No longer used only for espionage, the Predator got a new designation. Previously it had been the RQ-1 Predator: R for reconnaissance and Q indicating unmanned. Immediately after the Yemen strike, the Predator became the MQ-1 Predator, with the M now indicating its multirole use. The company that built the Predator was General Atomics, the same group that was going to launch Ted Taylor’s ambitious spaceship to Mars, called Orion, from Jackass Flats back in 1958.

 

A second Predator, originally called the Predator B, was also coming online. Described by Air Force officials as “the Predator’s younger, yet larger and stronger brother,” it too needed a new name. The Reaper fit perfectly: the personification of death. “One of the big differences between the Reaper and the Predator is the Predator can only carry about 200 pounds [of weapons]. The Reaper, however, can carry one and a half tons, and on top of carrying Hellfire missiles, can carry multiple GBU-12 laser-guided bombs,” said Captain Michael Lewis of the Forty-second Wing at Creech Air Force Base.

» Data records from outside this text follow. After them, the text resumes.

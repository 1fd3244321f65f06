//! # engine_scene
//!
//! The scene layer: a registry that creates, owns, names, and destroys
//! entities, plus the hook surface for scriptable entities.
//!
//! ## Usage
//!
//! ```rust
//! use engine_component::Component;
//! use engine_scene::{Scene, SceneConfig};
//!
//! struct Health(f32);
//!
//! impl Component for Health {
//!     fn type_name() -> &'static str { "Health" }
//! }
//!
//! let mut scene = Scene::new(SceneConfig::new("Level1"));
//! let id = scene.create_entity("Player")?.attach(Health(100.0)).id();
//! assert_eq!(scene.get_entity("Player")?.components().len(), 2);
//!
//! let player = scene.destroy_entity(id)?;
//! assert!(player.is_empty());
//! # Ok::<(), engine_scene::SceneError>(())
//! ```

pub mod config;
pub mod entity;
pub mod error;
pub mod runner;
pub mod scene;
pub mod script;

pub use config::{RunnerConfig, SceneConfig};
pub use entity::Entity;
pub use error::SceneError;
pub use runner::SceneRunner;
pub use scene::Scene;
pub use script::{ContactKind, ContactPhase, FrameTime, Script};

The General Atomics drones were single-handedly changing the relationship between the CIA and the Air Force. The war on terror had the two services working together again, exactly as had happened with the advent of the U-2. This was not simply a coincidence or a recurring moment in time. Rather it was the symbiotic reality of war. If the CIA and the Air Force are rivals in peacetime—fighting over money, power, and control—in war, they work together like a bow and arrow. Each organization has something critical the other service does not have. The CIA’s drones could now give Air Force battlefield commanders visual images from which they could target individuals in real time. Now, intelligence capabilities and military could work seamlessly together as one. Which is exactly what happened next, as the war on terror widened to include Iraq.